Subscribe

Disaster recovery-as-a-service gains popularity

Admire Moyo
By Admire Moyo, ITWeb's news editor.
Johannesburg, 09 Apr 2015
DRaaS provides bite-sized steps that organisations can take to leverage the advantages of cloud infrastructure, says Bryan Balfe, enterprise account manager at CommVault.
DRaaS provides bite-sized steps that organisations can take to leverage the advantages of cloud infrastructure, says Bryan Balfe, enterprise account manager at CommVault.

Disaster recovery-as-a-service (DRaaS) is becoming popular among organisations as they look to mitigate the risks presented by migrating existing on-premises applications to a true cloud environment.

So says Bryan Balfe, enterprise account manager at CommVault, who notes disaster recovery (DR) has been around for decades, but has typically fallen 'below-the-line' as a priority for many IT departments due to lack of budget, time, or know-how.

As a result, says Balfe, too many organisations had to simply operate with the ongoing risk that if a natural disaster or man-made error disrupted operations, their data and applications could be wiped out.

In the past, he notes, this was something that many organisations just lived with and adapted to. "Organisations that did have DR solutions in place were typically those with deep pockets or in industries that mandated it," he says.

"The approach was expensive and resource-intensive, requiring duplicate resources to be kept online at offsite locations - owned and operated by an organisation's internal IT staff, or by outsourcing providers who often specialised in DR."

Balfe notes with DRaaS-use cases, an organisation can more quickly and easily develop a strategy, prove it out, and then further expand.

"This provides bite-sized steps that organisations can take to leverage the advantages of cloud infrastructure. This is especially valuable for mid-sized to smaller organisations who are often eager to adopt but don't have as much to spend on cloud initiatives."

According to analyst firm, Markets and Markets, the global DRaaS and cloud-based business continuity is forecast to grow from $640.8 million in 2013 to $5.77 billion by 2018, at a compound annual growth rate of 55.2%.

Gartner says although the enterprise applicability of DRaaS is growing clearer, some confusion as to the value proposition of DRaaS still remains.

The market analyst firm observes many organisations do not have the infrastructure resources or support staff expertise to support IT disaster recovery management.

Although the initial DRaaS support scope was for virtual machines only, Gartner points out a growing number of organisations require recovery management support for hybrid configurations that are made up of virtual and physical servers, as well as other types of physical equipment, such as storage area networks.

Gartner analyst John Morency says although DRaaS has been around since 2008, much confusion still remains as to its value. Consequently, he notes, several assumptions surrounding DRaaS have emerged, some of which are true.

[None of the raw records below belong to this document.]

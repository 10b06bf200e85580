//! `songsheet` - transpose or strip the chords in a song sheet.

use std::io::{self, Write};
use std::path::PathBuf;

use anyhow::{bail, Context, Result};
use clap::Parser;
use tracing_subscriber::EnvFilter;

use songsheet::config::Config;
use songsheet::lyrics::process;
use songsheet::songbook::{SheetOutcome, Songbook};
use songsheet::types::{Mode, Selection};

/// Transpose the chords in a song sheet, or remove them to leave plain lyrics.
///
/// Settings default to SONGSHEET_* environment variables (also read from .env);
/// flags override them.
#[derive(Parser, Debug)]
#[command(version, about, long_about = None)]
struct Args {
    /// Song sheet to read (stdin when omitted)
    input: Option<String>,

    /// Write the result here instead of stdout
    #[arg(short, long, value_name = "FILE")]
    output: Option<String>,

    /// Remove chord lines instead of transposing them
    #[arg(long)]
    remove: bool,

    /// Whole steps to transpose (-6..=6)
    #[arg(short, long, allow_negative_numbers = true)]
    steps: Option<i32>,

    /// Add a half step; `--half-step=false` turns it off
    #[arg(long, value_name = "BOOL", num_args = 0..=1, require_equals = true, default_missing_value = "true")]
    half_step: Option<bool>,

    /// Words checked per line before accepting it as a chord line (0 = all)
    #[arg(short, long)]
    threshold: Option<u32>,

    /// Comma-delimited chord suffixes
    #[arg(long, value_name = "LIST")]
    suffixes: Option<String>,

    /// Only process START..END (byte offsets) of the input
    #[arg(long, value_name = "START..END")]
    selection: Option<Selection>,

    /// Process every .txt sheet under this directory
    #[arg(long, requires = "out_dir", conflicts_with_all = ["input", "output", "selection"])]
    dir: Option<String>,

    /// Where batch results are written
    #[arg(long, requires = "dir")]
    out_dir: Option<String>,

    /// Print a JSON report on stdout; the text still goes to --output if given
    #[arg(long)]
    json: bool,

    /// Increase verbosity
    #[arg(short, long, action = clap::ArgAction::Count)]
    verbose: u8,
}

impl Args {
    /// Apply command-line overrides on top of loaded settings
    fn apply(&self, config: &mut Config) {
        if self.remove {
            config.mode = Mode::RemoveChords;
        }
        if let Some(steps) = self.steps {
            config.steps = steps;
        }
        if let Some(half_step) = self.half_step {
            config.half_step = half_step;
        }
        if let Some(threshold) = self.threshold {
            config.threshold = threshold;
        }
        if let Some(suffixes) = &self.suffixes {
            config.chord_suffixes.clone_from(suffixes);
        }
    }
}

fn main() -> Result<()> {
    let args = Args::parse();
    init_logging(args.verbose);

    let mut config = Config::load().context("Failed to load settings")?;
    args.apply(&mut config);

    match (&args.dir, &args.out_dir) {
        (Some(dir), Some(out_dir)) => run_batch(&args, &config, dir, out_dir),
        _ => run_single(&args, &config),
    }
}

/// Logs go to stderr; stdout carries only the result.
fn init_logging(verbose: u8) {
    let level = match verbose {
        0 => "warn",
        1 => "info",
        2 => "debug",
        _ => "trace",
    };

    tracing_subscriber::fmt()
        .with_env_filter(EnvFilter::try_from_default_env().unwrap_or_else(|_| EnvFilter::new(level)))
        .with_writer(io::stderr)
        .init();
}

fn expand(path: &str) -> PathBuf {
    PathBuf::from(shellexpand::tilde(path).to_string())
}

fn run_single(args: &Args, config: &Config) -> Result<()> {
    let options = config.options(args.selection)?;

    let text = match &args.input {
        Some(path) => fs_err::read_to_string(expand(path))?,
        None => io::read_to_string(io::stdin()).context("Failed to read stdin")?,
    };

    let result = process(&text, &options)?;

    if let Some(path) = &args.output {
        fs_err::write(expand(path), &result.text)?;
    }

    if args.json {
        println!("{}", serde_json::to_string_pretty(&result)?);
    } else {
        if args.output.is_none() {
            io::stdout().lock().write_all(result.text.as_bytes())?;
        }
        eprintln!("{}", result.summary);
    }

    Ok(())
}

fn run_batch(args: &Args, config: &Config, dir: &str, out_dir: &str) -> Result<()> {
    let options = config.options(None)?;
    let songbook = Songbook::scan(&expand(dir))?;
    let reports = songbook.process(&options, &expand(out_dir));

    if args.json {
        println!("{}", serde_json::to_string_pretty(&reports)?);
    } else {
        for report in &reports {
            match &report.outcome {
                SheetOutcome::Done { summary, .. } => eprintln!("{}: {summary}", report.path.display()),
                SheetOutcome::Failed { error } => eprintln!("{}: failed: {error}", report.path.display()),
            }
        }
    }

    let failed = reports.iter().filter(|r| r.is_failure()).count();
    if failed > 0 {
        bail!("{failed} of {} sheets failed", reports.len());
    }
    Ok(())
}
use crate::keybinds::InputMode;
use ratatui::{
    Frame,
    layout::{Constraint, Layout, Rect},
    style::{Modifier, Style},
    text::{Line, Span},
    widgets::{Block, Borders, Paragraph},
};

/// Render the bottom status bar showing the current mode, the repository
/// identity, and key hints.
pub fn render_status_bar(
    frame: &mut Frame,
    area: Rect,
    mode: InputMode,
    repo_label: &str,
    info: &str,
) {
    let mode_style = Style::default().add_modifier(Modifier::BOLD | Modifier::REVERSED);

    let line = Line::from(vec![
        Span::styled(format!(" {} ", mode.label()), mode_style),
        Span::raw(" "),
        Span::styled(repo_label, Style::default().add_modifier(Modifier::BOLD)),
        Span::raw("  "),
        Span::styled(info, Style::default().add_modifier(Modifier::DIM)),
    ]);

    let bar = Paragraph::new(line).style(Style::default().add_modifier(Modifier::REVERSED));
    frame.render_widget(bar, area);
}

/// Standard layout: main content + status bar (1 line).
/// Returns (content_area, status_area).
pub fn standard_layout(area: Rect) -> (Rect, Rect) {
    let [content_area, status_area] =
        Layout::vertical([Constraint::Min(1), Constraint::Length(1)]).areas(area);

    (content_area, status_area)
}

/// Create a standard bordered block for a panel.
pub fn panel_block(title: &str) -> Block<'_> {
    Block::default()
        .title(format!(" {} ", title))
        .borders(Borders::ALL)
        .border_style(Style::default().add_modifier(Modifier::DIM))
}
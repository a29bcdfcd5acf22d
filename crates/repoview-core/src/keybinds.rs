use crossterm::event::{KeyCode, KeyEvent, KeyModifiers};

/// Input modes, modeled after vim.
#[derive(Debug, Clone, Copy, PartialEq, Eq, Default)]
pub enum InputMode {
    /// Default mode. Navigation and actions via keybinds.
    #[default]
    Normal,
    /// Live search input. Entered with `/`. Exited with `Esc` or `Enter`.
    Search,
}

impl InputMode {
    pub fn label(&self) -> &'static str {
        match self {
            Self::Normal => "NORMAL",
            Self::Search => "SEARCH",
        }
    }
}

/// Actions that can result from processing a key event in Normal mode.
#[derive(Debug, Clone, PartialEq, Eq)]
pub enum Action {
    /// No-op — the key was consumed but nothing happens.
    None,
    /// Quit the application.
    Quit,
    /// Move selection down by N rows.
    MoveDown(usize),
    /// Move selection up by N rows.
    MoveUp(usize),
    /// Jump to top of the tree.
    GotoTop,
    /// Jump to bottom of the tree.
    GotoBottom,
    /// Half-page down.
    HalfPageDown,
    /// Half-page up.
    HalfPageUp,
    /// Toggle the selected folder or open the selected file.
    Confirm,
    /// Expand the selected folder.
    Expand,
    /// Collapse the selected folder or move to its parent.
    Collapse,
    /// Enter search mode.
    Search,
    /// Scroll the preview panel down.
    PreviewScrollDown,
    /// Scroll the preview panel up.
    PreviewScrollUp,
    /// Close the preview panel.
    ClosePreview,
    /// Discard the tree and refetch the listing.
    Refresh,
    /// Show the help popup.
    Help,
}

/// Pending key state for multi-key sequences like `gg`.
#[derive(Debug, Default, Clone)]
pub struct KeyState {
    /// Pending first key of a two-key sequence (e.g., 'g' for gg).
    pub pending_key: Option<char>,
}

impl KeyState {
    pub fn reset(&mut self) {
        self.pending_key = None;
    }
}

/// Process a key event in Normal mode, accounting for multi-key sequences.
pub fn process_normal_key(key: KeyEvent, state: &mut KeyState) -> Action {
    if let Some(pending) = state.pending_key.take() {
        return match (pending, key.code) {
            ('g', KeyCode::Char('g')) => Action::GotoTop,
            _ => Action::None, // Invalid sequence, ignore
        };
    }

    match key.code {
        KeyCode::Char('d') if key.modifiers == KeyModifiers::CONTROL => Action::HalfPageDown,
        KeyCode::Char('u') if key.modifiers == KeyModifiers::CONTROL => Action::HalfPageUp,
        KeyCode::Char('j') | KeyCode::Down => Action::MoveDown(1),
        KeyCode::Char('k') | KeyCode::Up => Action::MoveUp(1),
        KeyCode::Char('G') => Action::GotoBottom,
        KeyCode::Char('g') => {
            state.pending_key = Some('g');
            Action::None
        }
        KeyCode::Enter => Action::Confirm,
        KeyCode::Char('l') | KeyCode::Right => Action::Expand,
        KeyCode::Char('h') | KeyCode::Left => Action::Collapse,
        KeyCode::Char('/') => Action::Search,
        KeyCode::Char('J') => Action::PreviewScrollDown,
        KeyCode::Char('K') => Action::PreviewScrollUp,
        KeyCode::Char('x') => Action::ClosePreview,
        KeyCode::Char('r') => Action::Refresh,
        KeyCode::Char('?') => Action::Help,
        KeyCode::Char('q') => Action::Quit,
        _ => Action::None,
    }
}

#[cfg(test)]
mod tests {
    use super::*;

    fn key(code: KeyCode) -> KeyEvent {
        KeyEvent::new(code, KeyModifiers::NONE)
    }

    #[test]
    fn test_single_keys() {
        let mut state = KeyState::default();
        assert_eq!(
            process_normal_key(key(KeyCode::Char('j')), &mut state),
            Action::MoveDown(1)
        );
        assert_eq!(
            process_normal_key(key(KeyCode::Enter), &mut state),
            Action::Confirm
        );
        assert_eq!(
            process_normal_key(key(KeyCode::Char('/')), &mut state),
            Action::Search
        );
    }

    #[test]
    fn test_gg_sequence() {
        let mut state = KeyState::default();
        assert_eq!(
            process_normal_key(key(KeyCode::Char('g')), &mut state),
            Action::None
        );
        assert_eq!(state.pending_key, Some('g'));
        assert_eq!(
            process_normal_key(key(KeyCode::Char('g')), &mut state),
            Action::GotoTop
        );
        assert_eq!(state.pending_key, None);
    }

    #[test]
    fn test_invalid_sequence_is_ignored() {
        let mut state = KeyState::default();
        process_normal_key(key(KeyCode::Char('g')), &mut state);
        assert_eq!(
            process_normal_key(key(KeyCode::Char('x')), &mut state),
            Action::None
        );
        assert_eq!(state.pending_key, None);
    }

    #[test]
    fn test_ctrl_half_page() {
        let mut state = KeyState::default();
        let ev = KeyEvent::new(KeyCode::Char('d'), KeyModifiers::CONTROL);
        assert_eq!(process_normal_key(ev, &mut state), Action::HalfPageDown);
    }
}
use anyhow::{Context, Result};
use serde::Deserialize;

use repoview_core::tree::{EntryKind, PathEntry};

/// Default repository identity. These three constants are the only
/// configuration the browser carries.
pub const DEFAULT_OWNER: &str = "DaintyDust";
pub const DEFAULT_REPO: &str = "http-resources";
pub const DEFAULT_BRANCH: &str = "main";

// ── Repo locator ─────────────────────────────────────────────────────

/// Identifies one repository branch and knows how to build the two
/// endpoint URLs: the recursive-tree listing and per-file raw content.
#[derive(Debug, Clone)]
pub struct RepoLocator {
    pub owner: String,
    pub repo: String,
    pub branch: String,
}

impl Default for RepoLocator {
    fn default() -> Self {
        Self {
            owner: DEFAULT_OWNER.to_string(),
            repo: DEFAULT_REPO.to_string(),
            branch: DEFAULT_BRANCH.to_string(),
        }
    }
}

impl RepoLocator {
    /// Recursive-tree listing endpoint.
    pub fn listing_url(&self) -> String {
        format!(
            "https://api.github.com/repos/{}/{}/git/trees/{}?recursive=1",
            self.owner, self.repo, self.branch
        )
    }

    /// Raw-content URL for a single file path.
    pub fn raw_url(&self, path: &str) -> String {
        format!(
            "https://raw.githubusercontent.com/{}/{}/{}/{}",
            self.owner, self.repo, self.branch, path
        )
    }

    /// Short identity label for the status bar, e.g. `owner/repo@main`.
    pub fn label(&self) -> String {
        format!("{}/{}@{}", self.owner, self.repo, self.branch)
    }
}

// ── Listing wire model ───────────────────────────────────────────────

#[derive(Debug, Deserialize)]
struct TreeListing {
    tree: Vec<ListedItem>,
}

#[derive(Debug, Deserialize)]
struct ListedItem {
    path: String,
    #[serde(rename = "type")]
    kind: ListedKind,
}

#[derive(Debug, Clone, Copy, PartialEq, Eq, Deserialize)]
#[serde(rename_all = "lowercase")]
enum ListedKind {
    Blob,
    Tree,
    /// Submodule commits and anything GitHub adds later.
    #[serde(other)]
    Other,
}

/// Parse the listing response body into path entries. Unknown entry kinds
/// (e.g. submodule commits) are skipped.
pub fn parse_listing(body: &str) -> Result<Vec<PathEntry>> {
    let listing: TreeListing =
        serde_json::from_str(body).context("Unexpected listing response body")?;

    Ok(listing
        .tree
        .into_iter()
        .filter_map(|item| {
            let kind = match item.kind {
                ListedKind::Blob => EntryKind::Blob,
                ListedKind::Tree => EntryKind::Tree,
                ListedKind::Other => return None,
            };
            Some(PathEntry {
                path: item.path,
                kind,
            })
        })
        .collect())
}

#[cfg(test)]
mod tests {
    use super::*;

    #[test]
    fn test_listing_url() {
        let locator = RepoLocator::default();
        assert_eq!(
            locator.listing_url(),
            "https://api.github.com/repos/DaintyDust/http-resources/git/trees/main?recursive=1"
        );
    }

    #[test]
    fn test_raw_url() {
        let locator = RepoLocator::default();
        assert_eq!(
            locator.raw_url("src/main.rs"),
            "https://raw.githubusercontent.com/DaintyDust/http-resources/main/src/main.rs"
        );
    }

    #[test]
    fn test_parse_listing() {
        let body = r#"{
            "sha": "abc",
            "tree": [
                {"path": "README.md", "mode": "100644", "type": "blob", "sha": "x"},
                {"path": "src", "mode": "040000", "type": "tree", "sha": "y"},
                {"path": "src/main.rs", "mode": "100644", "type": "blob", "sha": "z"}
            ],
            "truncated": false
        }"#;

        let entries = parse_listing(body).unwrap();
        assert_eq!(entries.len(), 3);
        assert_eq!(entries[0], PathEntry::blob("README.md"));
        assert_eq!(entries[1], PathEntry::tree("src"));
        assert_eq!(entries[2], PathEntry::blob("src/main.rs"));
    }

    #[test]
    fn test_parse_listing_skips_unknown_kinds() {
        let body = r#"{"tree": [
            {"path": "vendored", "type": "commit"},
            {"path": "a.txt", "type": "blob"}
        ]}"#;

        let entries = parse_listing(body).unwrap();
        assert_eq!(entries.len(), 1);
        assert_eq!(entries[0].path, "a.txt");
    }

    #[test]
    fn test_parse_listing_rejects_garbage() {
        assert!(parse_listing("not json").is_err());
        assert!(parse_listing(r#"{"message": "Not Found"}"#).is_err());
    }
}
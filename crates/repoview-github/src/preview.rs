use anyhow::{Context, Result};
use chrono::DateTime;

/// Everything the preview panel needs to show one file.
#[derive(Debug, Clone)]
pub struct PreviewData {
    /// Display name (last path segment).
    pub name: String,
    /// Full repository path.
    pub path: String,
    /// Raw-content URL the bytes were fetched from.
    pub raw_url: String,
    /// From the `content-length` header, when present.
    pub size_bytes: Option<u64>,
    /// Formatted `last-modified` header, when present and parseable.
    pub last_modified: Option<String>,
    pub content: PreviewContent,
}

/// The rendering path a raw-content response takes, decided by the
/// response `content-type`.
#[derive(Debug, Clone)]
pub enum PreviewContent {
    Text {
        text: String,
        /// Newline-split line count.
        lines: usize,
    },
    Image {
        width: u32,
        height: u32,
        /// Scaled-up percentage for small images, always >= 100 when set.
        zoom: Option<u32>,
    },
}

impl PreviewContent {
    pub fn type_label(&self) -> &'static str {
        match self {
            PreviewContent::Text { .. } => "Text File",
            PreviewContent::Image { .. } => "Image",
        }
    }
}

/// Decide the rendering path for a raw-content response. Image bodies are
/// decoded to obtain pixel dimensions; anything else is treated as text
/// (lossy UTF-8).
pub fn classify_content(content_type: Option<&str>, bytes: &[u8]) -> Result<PreviewContent> {
    if content_type.is_some_and(|ct| ct.contains("image")) {
        let img = image::load_from_memory(bytes).context("Failed to decode image")?;
        let (width, height) = (img.width(), img.height());
        return Ok(PreviewContent::Image {
            width,
            height,
            zoom: zoom_for(width, height),
        });
    }

    let text = String::from_utf8_lossy(bytes).into_owned();
    let lines = text.split('\n').count();
    Ok(PreviewContent::Text { text, lines })
}

/// Zoom percentage for images under 100 px in either dimension: the image
/// is displayed scaled up to roughly 200 px, and the annotation reports
/// `round(max(200/w, 200/h) * 100)`.
pub fn zoom_for(width: u32, height: u32) -> Option<u32> {
    if width == 0 || height == 0 {
        return None;
    }
    if width < 100 || height < 100 {
        let scale_x = 200.0 / width as f64;
        let scale_y = 200.0 / height as f64;
        let scale = scale_x.max(scale_y);
        return Some((scale * 100.0).round() as u32);
    }
    None
}

/// Human-readable size: bytes up to 1024, two-decimal KB above.
pub fn format_size(bytes: u64) -> String {
    if bytes > 1024 {
        format!("{:.2} KB", bytes as f64 / 1024.0)
    } else {
        format!("{} bytes", bytes)
    }
}

/// Format an RFC 2822 `last-modified` header value for display.
/// Returns None when the header does not parse.
pub fn format_last_modified(header: &str) -> Option<String> {
    DateTime::parse_from_rfc2822(header)
        .ok()
        .map(|dt| dt.format("%Y-%m-%d %H:%M:%S").to_string())
}

#[cfg(test)]
mod tests {
    use super::*;

    #[test]
    fn test_zoom_only_for_small_images() {
        assert_eq!(zoom_for(100, 100), None);
        assert_eq!(zoom_for(800, 600), None);
        // 50x50 -> scale 4.0 -> 400%
        assert_eq!(zoom_for(50, 50), Some(400));
        // 40x200 -> max(5.0, 1.0) -> 500%
        assert_eq!(zoom_for(40, 200), Some(500));
        // 99x4000 -> the small dimension drives the scale
        assert_eq!(zoom_for(99, 4000), Some(202));
    }

    #[test]
    fn test_zoom_is_at_least_100_percent() {
        for (w, h) in [(99, 99), (1, 1), (99, 5000), (5000, 99)] {
            let zoom = zoom_for(w, h).unwrap();
            assert!(zoom >= 100, "zoom {zoom}% for {w}x{h}");
        }
    }

    #[test]
    fn test_format_size() {
        assert_eq!(format_size(0), "0 bytes");
        assert_eq!(format_size(512), "512 bytes");
        assert_eq!(format_size(1024), "1024 bytes");
        assert_eq!(format_size(1536), "1.50 KB");
    }

    #[test]
    fn test_format_last_modified() {
        assert_eq!(
            format_last_modified("Wed, 21 Oct 2015 07:28:00 GMT").as_deref(),
            Some("2015-10-21 07:28:00")
        );
        assert_eq!(format_last_modified("not a date"), None);
    }

    #[test]
    fn test_classify_text() {
        let content = classify_content(Some("text/plain; charset=utf-8"), b"one\ntwo\nthree").unwrap();
        let PreviewContent::Text { text, lines } = content else {
            panic!("expected text");
        };
        assert_eq!(text, "one\ntwo\nthree");
        assert_eq!(lines, 3);
    }

    #[test]
    fn test_text_line_count_matches_newline_split() {
        let PreviewContent::Text { lines, .. } =
            classify_content(None, b"one\ntwo\n").unwrap()
        else {
            panic!("expected text");
        };
        // Trailing newline yields an empty final segment.
        assert_eq!(lines, 3);

        let PreviewContent::Text { lines, .. } = classify_content(None, b"").unwrap() else {
            panic!("expected text");
        };
        assert_eq!(lines, 1);
    }

    fn png_bytes(width: u32, height: u32) -> Vec<u8> {
        let img = image::DynamicImage::new_rgba8(width, height);
        let mut out = std::io::Cursor::new(Vec::new());
        img.write_to(&mut out, image::ImageFormat::Png).unwrap();
        out.into_inner()
    }

    #[test]
    fn test_classify_small_png_gets_zoom_annotation() {
        let bytes = png_bytes(40, 50);
        let content = classify_content(Some("image/png"), &bytes).unwrap();
        let PreviewContent::Image {
            width,
            height,
            zoom,
        } = content
        else {
            panic!("expected image");
        };
        assert_eq!((width, height), (40, 50));
        // max(200/40, 200/50) = 5.0
        assert_eq!(zoom, Some(500));
    }

    #[test]
    fn test_classify_large_png_has_no_zoom() {
        let bytes = png_bytes(120, 150);
        let PreviewContent::Image { zoom, .. } =
            classify_content(Some("image/png"), &bytes).unwrap()
        else {
            panic!("expected image");
        };
        assert_eq!(zoom, None);
    }

    #[test]
    fn test_classify_bad_image_bytes_is_an_error() {
        assert!(classify_content(Some("image/png"), b"definitely not a png").is_err());
    }
}
impl TreeView {
    pub fn new(root: &HashMap<String, TreeNode>) -> Self {
        let mut view = Self {
            roots: build_view_nodes(root, ""),
            flat_view: Vec::new(),
            selected: 0,
            query: String::new(),
        };
        view.rebuild_flat_view();
        view
    }

    /// Rebuild the flat_view from the current tree state, preserving
    /// selection by path if possible.
    pub fn rebuild_flat_view(&mut self) {
        let old_path = self.selected_row().map(|r| r.path.clone());
        self.flat_view.clear();
        if self.query.is_empty() {
            flatten_tree(&self.roots, 0, &[], &mut self.flat_view);
        } else {
            flatten_filtered(&self.roots, 0, &[], &self.query, &mut self.flat_view);
        }

        if let Some(path) = old_path {
            if let Some(pos) = self.flat_view.iter().position(|r| r.path == path) {
                self.selected = pos;
                return;
            }
        }
        self.selected = self.selected.min(self.flat_view.len().saturating_sub(1));
    }

    /// Apply a search filter. An empty query restores the baseline: every
    /// row visible, every folder collapsed — manual expand state from
    /// before the search is discarded.
    pub fn set_filter(&mut self, query: &str) {
        self.query = query.to_lowercase();
        if self.query.is_empty() {
            collapse_all(&mut self.roots);
        }
        self.rebuild_flat_view();
    }

    /// Whether a non-empty filter is currently applied.
    pub fn filter_active(&self) -> bool {
        !self.query.is_empty()
    }

    pub fn selected_row(&self) -> Option<&FlatRow> {
        self.flat_view.get(self.selected)
    }

    pub fn move_down(&mut self) {
        if self.selected + 1 < self.flat_view.len() {
            self.selected += 1;
        }
    }

    pub fn move_up(&mut self) {
        if self.selected > 0 {
            self.selected -= 1;
        }
    }

    pub fn goto_top(&mut self) {
        self.selected = 0;
    }

    pub fn goto_bottom(&mut self) {
        self.selected = self.flat_view.len().saturating_sub(1);
    }

    pub fn half_page_down(&mut self, visible_lines: usize) {
        let half = visible_lines / 2;
        self.selected = (self.selected + half).min(self.flat_view.len().saturating_sub(1));
    }

    pub fn half_page_up(&mut self, visible_lines: usize) {
        let half = visible_lines / 2;
        self.selected = self.selected.saturating_sub(half);
    }

    /// Toggle expansion of the selected folder. Flips only that folder —
    /// siblings and ancestors keep their state.
    pub fn toggle_expand(&mut self) -> bool {
        let Some(row) = self.selected_row() else {
            return false;
        };
        if !row.is_folder {
            return false;
        }
        let path = row.path.clone();
        if let Some(node) = find_node_mut(&mut self.roots, &path) {
            node.expanded = !node.expanded;
            self.rebuild_flat_view();
            return true;
        }
        false
    }

    /// Expand the selected folder (no-op if already expanded or a file).
    pub fn expand_selected(&mut self) -> bool {
        let Some(row) = self.selected_row() else {
            return false;
        };
        if !row.is_folder || row.is_expanded {
            return false;
        }
        let path = row.path.clone();
        if let Some(node) = find_node_mut(&mut self.roots, &path) {
            node.expanded = true;
            self.rebuild_flat_view();
            return true;
        }
        false
    }

    /// Collapse the selected folder, or move to its parent if it is already
    /// collapsed or a file.
    pub fn collapse_or_parent(&mut self) {
        let Some(row) = self.selected_row() else {
            return;
        };
        if row.is_folder && row.is_expanded {
            let path = row.path.clone();
            if let Some(node) = find_node_mut(&mut self.roots, &path) {
                node.expanded = false;
                self.rebuild_flat_view();
            }
            return;
        }
        if let Some((parent, _)) = row.path.rsplit_once('/') {
            let parent = parent.to_string();
            if let Some(pos) = self.flat_view.iter().position(|r| r.path == parent) {
                self.selected = pos;
            }
        }
    }
}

"Today, IT leaders believe, for instance, that by implementing DRaaS, they will be able to simplify IT disaster recovery management and reduce costs. They also believe that DRaaS will provide failover and failback whenever they need it and that DRaaS will operate equally effectively in production configurations of any size," says Morency.

According to Gartner, because DRaaS is consumed as a service, its cost is largely dictated by the scope of compute and storage resources that need to be recovered, along with the complementary services that a business needs.

However, Morency says, in contrast to traditional syndicated recovery services whose monthly costs are mainly based upon physical system and storage hardware, recurring DRaaS service costs are mainly for virtual resources which include the number of virtual machines, virtual cores, and virtual storage.